*** Opening of Dataset records ***

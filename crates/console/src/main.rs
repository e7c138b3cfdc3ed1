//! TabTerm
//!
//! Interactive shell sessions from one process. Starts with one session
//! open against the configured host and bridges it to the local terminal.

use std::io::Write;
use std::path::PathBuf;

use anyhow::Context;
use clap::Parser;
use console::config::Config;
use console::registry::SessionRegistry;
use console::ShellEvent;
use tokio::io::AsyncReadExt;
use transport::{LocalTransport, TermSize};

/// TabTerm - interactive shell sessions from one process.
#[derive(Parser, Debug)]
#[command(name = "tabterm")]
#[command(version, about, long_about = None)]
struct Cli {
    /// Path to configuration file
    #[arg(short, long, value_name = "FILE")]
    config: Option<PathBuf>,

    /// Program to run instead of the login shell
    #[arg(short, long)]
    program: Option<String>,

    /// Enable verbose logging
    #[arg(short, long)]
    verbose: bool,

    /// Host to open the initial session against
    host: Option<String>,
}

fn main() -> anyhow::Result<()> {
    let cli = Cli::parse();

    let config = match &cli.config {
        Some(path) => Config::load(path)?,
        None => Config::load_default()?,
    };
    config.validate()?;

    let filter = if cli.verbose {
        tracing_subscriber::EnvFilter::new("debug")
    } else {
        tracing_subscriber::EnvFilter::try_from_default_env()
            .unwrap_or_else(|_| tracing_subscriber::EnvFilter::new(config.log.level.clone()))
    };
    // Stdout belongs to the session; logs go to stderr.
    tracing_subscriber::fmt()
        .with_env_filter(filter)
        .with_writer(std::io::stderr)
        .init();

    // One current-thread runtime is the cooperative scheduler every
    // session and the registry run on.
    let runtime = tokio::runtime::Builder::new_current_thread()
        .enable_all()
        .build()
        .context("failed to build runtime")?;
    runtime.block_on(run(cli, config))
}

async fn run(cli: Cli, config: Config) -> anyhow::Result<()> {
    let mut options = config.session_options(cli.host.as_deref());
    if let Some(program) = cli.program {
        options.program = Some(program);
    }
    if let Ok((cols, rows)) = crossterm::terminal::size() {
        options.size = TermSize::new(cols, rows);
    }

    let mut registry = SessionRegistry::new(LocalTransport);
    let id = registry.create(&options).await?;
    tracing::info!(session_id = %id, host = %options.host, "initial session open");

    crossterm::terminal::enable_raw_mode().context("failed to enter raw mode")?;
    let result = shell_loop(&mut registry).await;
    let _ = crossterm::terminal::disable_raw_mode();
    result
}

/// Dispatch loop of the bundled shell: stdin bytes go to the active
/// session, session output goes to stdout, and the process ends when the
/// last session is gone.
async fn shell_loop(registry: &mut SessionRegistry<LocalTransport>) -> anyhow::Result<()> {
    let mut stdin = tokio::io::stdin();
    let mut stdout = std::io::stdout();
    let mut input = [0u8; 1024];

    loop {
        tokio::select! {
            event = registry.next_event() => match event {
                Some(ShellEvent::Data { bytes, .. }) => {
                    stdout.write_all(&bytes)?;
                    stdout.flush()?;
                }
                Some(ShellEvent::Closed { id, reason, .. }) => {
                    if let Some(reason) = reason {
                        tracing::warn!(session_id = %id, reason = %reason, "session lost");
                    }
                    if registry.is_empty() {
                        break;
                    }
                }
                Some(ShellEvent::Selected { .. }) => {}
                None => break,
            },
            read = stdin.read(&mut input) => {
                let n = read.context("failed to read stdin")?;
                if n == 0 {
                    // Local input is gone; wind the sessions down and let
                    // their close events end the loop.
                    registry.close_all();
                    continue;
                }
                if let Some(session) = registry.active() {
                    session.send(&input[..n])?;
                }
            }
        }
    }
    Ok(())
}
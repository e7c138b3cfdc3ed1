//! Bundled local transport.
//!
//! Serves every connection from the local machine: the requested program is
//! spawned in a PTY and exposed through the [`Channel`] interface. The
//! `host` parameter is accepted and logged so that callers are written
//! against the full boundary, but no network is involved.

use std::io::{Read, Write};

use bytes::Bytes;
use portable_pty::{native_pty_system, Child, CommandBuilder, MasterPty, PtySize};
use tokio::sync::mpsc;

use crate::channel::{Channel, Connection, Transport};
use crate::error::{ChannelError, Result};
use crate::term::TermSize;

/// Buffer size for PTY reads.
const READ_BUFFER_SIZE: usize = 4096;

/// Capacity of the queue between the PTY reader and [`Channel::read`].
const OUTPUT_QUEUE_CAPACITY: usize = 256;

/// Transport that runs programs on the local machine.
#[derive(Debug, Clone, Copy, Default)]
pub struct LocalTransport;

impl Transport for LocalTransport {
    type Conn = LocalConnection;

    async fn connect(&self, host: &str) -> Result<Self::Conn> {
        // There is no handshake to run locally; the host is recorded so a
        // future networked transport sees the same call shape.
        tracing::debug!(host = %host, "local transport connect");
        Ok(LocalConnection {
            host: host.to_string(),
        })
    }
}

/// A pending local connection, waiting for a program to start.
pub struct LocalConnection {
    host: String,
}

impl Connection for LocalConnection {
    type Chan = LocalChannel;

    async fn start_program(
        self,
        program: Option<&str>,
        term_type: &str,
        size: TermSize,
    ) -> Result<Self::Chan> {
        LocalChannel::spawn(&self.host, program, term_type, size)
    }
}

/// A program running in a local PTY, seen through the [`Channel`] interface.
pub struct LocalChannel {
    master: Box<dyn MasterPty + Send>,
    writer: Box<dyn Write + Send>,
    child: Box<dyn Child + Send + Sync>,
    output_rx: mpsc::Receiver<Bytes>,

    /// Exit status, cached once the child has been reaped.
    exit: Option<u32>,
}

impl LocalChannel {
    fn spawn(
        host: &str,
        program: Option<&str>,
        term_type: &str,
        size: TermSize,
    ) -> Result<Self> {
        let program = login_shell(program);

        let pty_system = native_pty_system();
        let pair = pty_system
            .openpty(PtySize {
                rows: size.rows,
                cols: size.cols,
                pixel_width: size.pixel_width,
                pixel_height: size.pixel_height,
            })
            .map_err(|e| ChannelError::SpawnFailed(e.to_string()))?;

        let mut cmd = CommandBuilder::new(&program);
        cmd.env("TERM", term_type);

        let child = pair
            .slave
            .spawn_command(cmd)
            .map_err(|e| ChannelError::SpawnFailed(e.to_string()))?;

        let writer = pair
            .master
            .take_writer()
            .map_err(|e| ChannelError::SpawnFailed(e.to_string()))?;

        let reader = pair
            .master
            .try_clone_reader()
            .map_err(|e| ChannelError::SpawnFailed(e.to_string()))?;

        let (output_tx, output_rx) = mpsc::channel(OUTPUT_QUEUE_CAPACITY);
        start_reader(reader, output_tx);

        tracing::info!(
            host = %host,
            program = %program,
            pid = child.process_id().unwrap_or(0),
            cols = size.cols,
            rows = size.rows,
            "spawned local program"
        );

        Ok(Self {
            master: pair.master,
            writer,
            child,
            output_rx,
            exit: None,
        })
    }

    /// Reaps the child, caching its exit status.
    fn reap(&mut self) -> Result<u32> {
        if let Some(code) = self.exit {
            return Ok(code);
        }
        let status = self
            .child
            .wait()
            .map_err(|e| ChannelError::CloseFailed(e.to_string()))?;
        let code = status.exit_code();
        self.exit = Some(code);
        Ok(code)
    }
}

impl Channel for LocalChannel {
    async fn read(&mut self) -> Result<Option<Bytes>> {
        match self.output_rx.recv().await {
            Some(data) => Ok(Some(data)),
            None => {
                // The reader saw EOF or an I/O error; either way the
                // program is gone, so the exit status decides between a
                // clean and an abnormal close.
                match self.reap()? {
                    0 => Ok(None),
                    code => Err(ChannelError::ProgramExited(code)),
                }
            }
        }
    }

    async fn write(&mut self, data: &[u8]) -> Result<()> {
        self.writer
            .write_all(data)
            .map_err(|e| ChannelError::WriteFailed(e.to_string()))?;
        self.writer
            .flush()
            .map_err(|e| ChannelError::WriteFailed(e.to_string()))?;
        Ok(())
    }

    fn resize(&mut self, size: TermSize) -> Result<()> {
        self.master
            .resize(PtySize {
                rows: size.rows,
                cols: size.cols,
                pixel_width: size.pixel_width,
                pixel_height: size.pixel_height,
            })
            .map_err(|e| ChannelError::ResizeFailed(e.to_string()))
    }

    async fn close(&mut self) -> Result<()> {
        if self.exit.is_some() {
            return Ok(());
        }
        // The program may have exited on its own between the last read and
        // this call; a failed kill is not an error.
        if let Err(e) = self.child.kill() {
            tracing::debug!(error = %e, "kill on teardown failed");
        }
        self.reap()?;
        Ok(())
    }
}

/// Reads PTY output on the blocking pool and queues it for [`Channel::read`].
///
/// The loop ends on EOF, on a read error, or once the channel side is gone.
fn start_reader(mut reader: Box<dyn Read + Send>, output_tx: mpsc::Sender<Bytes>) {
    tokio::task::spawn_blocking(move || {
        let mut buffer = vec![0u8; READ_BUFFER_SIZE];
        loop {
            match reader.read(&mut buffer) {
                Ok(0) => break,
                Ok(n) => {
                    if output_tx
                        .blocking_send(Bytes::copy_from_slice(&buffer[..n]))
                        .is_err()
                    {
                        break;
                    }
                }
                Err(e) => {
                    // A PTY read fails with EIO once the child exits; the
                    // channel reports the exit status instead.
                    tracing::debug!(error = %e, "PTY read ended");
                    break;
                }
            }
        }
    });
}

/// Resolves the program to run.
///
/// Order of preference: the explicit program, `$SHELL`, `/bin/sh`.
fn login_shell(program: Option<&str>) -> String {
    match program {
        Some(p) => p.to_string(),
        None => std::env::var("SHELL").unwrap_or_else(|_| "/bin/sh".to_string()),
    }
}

*** Close of Dataset records ***

▶ **Problem requirements**
Read the records above. Show each line that has the string "anyhow".

▶ **Result of the exercise**
use anyhow::Context;
fn main() -> anyhow::Result<()> {
async fn run(cli: Cli, config: Config) -> anyhow::Result<()> {
async fn shell_loop(registry: &mut SessionRegistry<LocalTransport>) -> anyhow::Result<()> {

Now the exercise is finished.